● **Assignment**: All lines in the records below that hold "crate" are to be shown.

● **Saved data entries**:
┄┄┄┄┄┄┄┄┄┄┄┄┄┄┄┄┄┄┄┄
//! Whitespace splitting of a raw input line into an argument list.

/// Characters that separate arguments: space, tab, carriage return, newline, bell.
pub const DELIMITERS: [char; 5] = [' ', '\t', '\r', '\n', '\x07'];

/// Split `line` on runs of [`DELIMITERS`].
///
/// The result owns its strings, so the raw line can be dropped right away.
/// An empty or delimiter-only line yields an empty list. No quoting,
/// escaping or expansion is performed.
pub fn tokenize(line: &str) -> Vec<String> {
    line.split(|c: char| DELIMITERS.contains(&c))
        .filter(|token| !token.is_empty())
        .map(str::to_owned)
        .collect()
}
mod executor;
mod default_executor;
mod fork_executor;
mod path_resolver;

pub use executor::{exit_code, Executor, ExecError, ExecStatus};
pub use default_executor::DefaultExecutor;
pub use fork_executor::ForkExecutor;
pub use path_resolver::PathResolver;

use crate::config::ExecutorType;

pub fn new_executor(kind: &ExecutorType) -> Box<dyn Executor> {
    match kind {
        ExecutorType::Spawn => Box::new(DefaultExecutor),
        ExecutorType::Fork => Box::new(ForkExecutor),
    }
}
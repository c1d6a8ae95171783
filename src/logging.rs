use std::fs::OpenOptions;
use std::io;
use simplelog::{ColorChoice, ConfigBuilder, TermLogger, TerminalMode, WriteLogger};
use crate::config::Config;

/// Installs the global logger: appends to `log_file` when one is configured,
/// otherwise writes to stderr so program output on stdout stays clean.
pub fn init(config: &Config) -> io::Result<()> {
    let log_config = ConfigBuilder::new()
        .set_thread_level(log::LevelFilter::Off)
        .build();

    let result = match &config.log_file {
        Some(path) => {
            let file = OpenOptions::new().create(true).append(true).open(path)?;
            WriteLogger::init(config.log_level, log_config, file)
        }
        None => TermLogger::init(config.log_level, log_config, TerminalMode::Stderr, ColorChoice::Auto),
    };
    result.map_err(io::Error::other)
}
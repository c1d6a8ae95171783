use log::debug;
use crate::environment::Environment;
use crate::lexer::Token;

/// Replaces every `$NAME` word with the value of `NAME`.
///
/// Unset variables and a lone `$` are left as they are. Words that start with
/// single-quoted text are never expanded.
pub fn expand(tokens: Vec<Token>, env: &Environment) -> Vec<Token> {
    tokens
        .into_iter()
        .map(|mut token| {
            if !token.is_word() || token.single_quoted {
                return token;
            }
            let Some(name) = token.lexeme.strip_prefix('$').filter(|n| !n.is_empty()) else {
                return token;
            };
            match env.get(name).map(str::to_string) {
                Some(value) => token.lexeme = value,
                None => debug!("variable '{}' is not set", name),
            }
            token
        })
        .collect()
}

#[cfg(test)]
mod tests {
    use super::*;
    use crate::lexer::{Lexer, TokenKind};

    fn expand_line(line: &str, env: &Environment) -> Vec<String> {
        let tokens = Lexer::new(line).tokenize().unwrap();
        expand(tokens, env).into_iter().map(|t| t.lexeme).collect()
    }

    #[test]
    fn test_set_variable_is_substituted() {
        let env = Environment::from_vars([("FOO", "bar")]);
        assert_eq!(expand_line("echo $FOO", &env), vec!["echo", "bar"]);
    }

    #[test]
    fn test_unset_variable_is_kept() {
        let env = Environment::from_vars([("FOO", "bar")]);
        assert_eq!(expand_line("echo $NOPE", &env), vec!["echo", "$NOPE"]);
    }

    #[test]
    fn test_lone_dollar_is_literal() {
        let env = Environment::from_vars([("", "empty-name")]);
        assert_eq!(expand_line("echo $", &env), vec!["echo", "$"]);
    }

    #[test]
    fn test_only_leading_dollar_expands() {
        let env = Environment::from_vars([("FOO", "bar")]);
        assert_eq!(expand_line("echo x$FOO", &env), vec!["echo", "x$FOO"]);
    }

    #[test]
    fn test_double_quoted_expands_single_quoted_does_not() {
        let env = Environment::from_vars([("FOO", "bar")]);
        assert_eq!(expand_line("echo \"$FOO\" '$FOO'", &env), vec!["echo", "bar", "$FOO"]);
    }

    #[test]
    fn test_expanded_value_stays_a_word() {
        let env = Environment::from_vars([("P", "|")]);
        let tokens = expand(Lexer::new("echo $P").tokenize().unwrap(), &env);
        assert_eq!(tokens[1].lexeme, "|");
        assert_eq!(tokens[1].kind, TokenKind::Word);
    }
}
┄┄┄┄┄┄┄┄┄┄┄┄┄┄┄┄┄┄┄┄
● **Solution for this problem**:
use crate::config::ExecutorType;
use crate::config::Config;
use crate::environment::Environment;
use crate::lexer::Token;
    use crate::lexer::{Lexer, TokenKind};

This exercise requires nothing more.